Сулейман. Султан Востока (Лэмб) - страница 153

Впоследствии Ибрагим выдвинул эти обвинения против престарелого турка и приказал казнить его. Челеби же ненавидел визиря так сильно, что написал признание, компрометирующее Ибрагима.

Нет, в письме не было правды, за исключением того, что оно свидетельствовало — состоятельный казначей был виноват не больше, чем визирь, обрекший его на смерть. Именно Ибрагим навлек войну с персами на Сулеймана. В самоупоении Ибрагим стал подписываться как султан. Не имея, разумеется, намерений его убить, Ибрагим возомнил себя более великим, чем султан, который возвысил его в ту ночь, тринадцать лет назад, когда дал слово, что не унизит своего друга смещением с поста визиря… Сколько раз христианский подмастерье демонстрировал презрение к своему менее сообразительному турецкому властелину… Однако смерть Челеби простить было нельзя.

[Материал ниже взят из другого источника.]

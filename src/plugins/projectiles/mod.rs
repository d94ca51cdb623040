//! Projectiles plugin: pooled bullet volleys, sub-stepped movement, batched ray collision.
//!
//! # Philosophy: a plain core behind a thin ECS shell
//! The simulation (`manager`, `pool`, `pattern`, `raycast`) is ordinary Rust that
//! knows nothing about schedules. Its two outside capabilities are traits:
//! - [`pool::BulletFactory`]: create / activate / deactivate / destroy a bullet instance,
//! - [`raycast::RaycastBackend`]: resolve N rays into N hit records in one call.
//!
//! The systems in this module only adapt those traits to `Commands` and Avian's
//! `SpatialQuery`, and pump control messages in and impact messages out.
//!
//! # Data flow (big picture)
//! ```text
//!   OnEnter(InGame)
//!     init_bullet_pool            prewarm default_capacity hidden bullet entities
//!
//!   Update (InGame), chained
//!┌────────────────────────────────────────────────────────────────────────────┐
//!│  (A) apply_pattern_selection                                               │
//!│      - reads: SelectPattern messages                                       │
//!│      - writes: current BulletPattern                                       │
//!│                                                                            │
//!│  (B) allocate_patterns                                                     │
//!│      - reads: SpawnPattern messages, BulletOrigin GlobalTransform          │
//!│      - mutates: pool idle -> active set (all-or-nothing per volley)        │
//!│                                                                            │
//!│  (C) simulate_bullets                                                      │
//!│      - prune expired -> to_return                                          │
//!│      - K x [ integrate (parallel) | one ray batch | hits -> to_return ]    │
//!│      - writes: ImpactEffect messages                                       │
//!│                                                                            │
//!│  (D) sync_bullet_transforms                                                │
//!│      - mirrors active positions/rotations onto pooled entities             │
//!└────────────────────────────────────────────────────────────────────────────┘
//!                │
//!                v
//!   PostUpdate:  spawn_impact_effects, impact_lifetime
//!   Last:        return_to_pool_commit   to_return -> pool idle (hidden)
//!   OnExit(InGame): dispose_bullet_pool
//! ```
//!
//! # Where do we still branch?
//! - No single `BulletOrigin` in the world → the volley request is dropped.
//! - Pool cannot supply a full volley → the volley is skipped (counted).
//! - Active set larger than the ray batch cap → overflow rays skip collision this sub-step (counted).
//!
//! Everything else is treated as an invariant violation.

pub mod components;
pub mod messages;
pub mod pattern;
pub mod pool;
pub mod projectile;
pub mod raycast;
pub mod manager;

// ECS adapters + systems
pub mod factory;
pub mod allocator;
pub mod simulate;
pub mod commit;
pub mod effects;

use bevy::prelude::*;

use crate::common::state::GameState;
use crate::common::tunables::Tunables;

pub struct ProjectilesPlugin;

impl Plugin for ProjectilesPlugin {
    fn build(&self, app: &mut App) {
        app.init_resource::<Tunables>();
        let hell = components::BulletHell::new(app.world().resource::<Tunables>());

        app.insert_resource(hell)
            .add_message::<messages::SelectPattern>()
            .add_message::<messages::SpawnPattern>()
            .add_message::<messages::ImpactEffect>();

        app.add_systems(OnEnter(GameState::InGame), allocator::init_bullet_pool)
            .add_systems(OnExit(GameState::InGame), commit::dispose_bullet_pool);

        app.add_systems(
            Update,
            (
                allocator::apply_pattern_selection,
                allocator::allocate_patterns,
                simulate::simulate_bullets,
                simulate::sync_bullet_transforms,
            )
                .chain()
                .run_if(in_state(GameState::InGame)),
        );

        app.add_systems(
            PostUpdate,
            (effects::spawn_impact_effects, effects::impact_lifetime).chain(),
        );

        app.add_systems(
            Last,
            commit::return_to_pool_commit.run_if(in_state(GameState::InGame)),
        );
    }
}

Сулейман решил, что Ибрагим должен разделить судьбу Челеби, когда они вернутся в Константинополь.

Однако он не мог повернуться спиной к своему врагу, персидскому шаху, который вернул себе Тебриз и захватил горные перевалы, пока турецкая армия находилась в Багдаде. В ярости Сулейман снова отправился на высокогорье, продвинувшись далеко в глубь Персии, дойдя до побережья Каспийского моря, крапленного нефтяными пятнами. Турки взяли штурмом и разграбили Ардебиль, старую резиденцию шахов. Противник снова избегал крупного сражения. Его земли были разорены, пастбища истоптаны.

Если бы Сулейман оставил в этих местах часть своей армии, она была бы уничтожена. В сложившихся условиях он понимал, что удерживать какую-либо часть территории Персии бесполезно. Вернувшись в Тебриз, он разорил город и сжег дворцы. Затем повел армию домой, к сохранившимся пастбищам и неубранному урожаю.

С Ибрагимом и своим личным окружением он быстро вернулся в Константинополь.

Там Сулейман какое-то время ежедневно присутствовал на заседаниях Дивана, пренебрегая даже полноценным сном, и постоянно удерживал возле себя Ибрагима. До того как вечером последние стенограммы заседания были уложены в папки, султан приказал принести еду на двоих в свой зал для аудиенций. Он довольно часто ужинал вместе с Ибрагимом в те годы, когда грек был визирем империи. Поэтому и этой ночью, сидя на своем привычном месте, Ибрагим не нашел ничего странного в том, что ел из тех же блюд, что и османский султан. Грека раздражало только то, что его не отпустили сразу после заседания Дивана в его дворец, где он собирался принять дневной набор подарков.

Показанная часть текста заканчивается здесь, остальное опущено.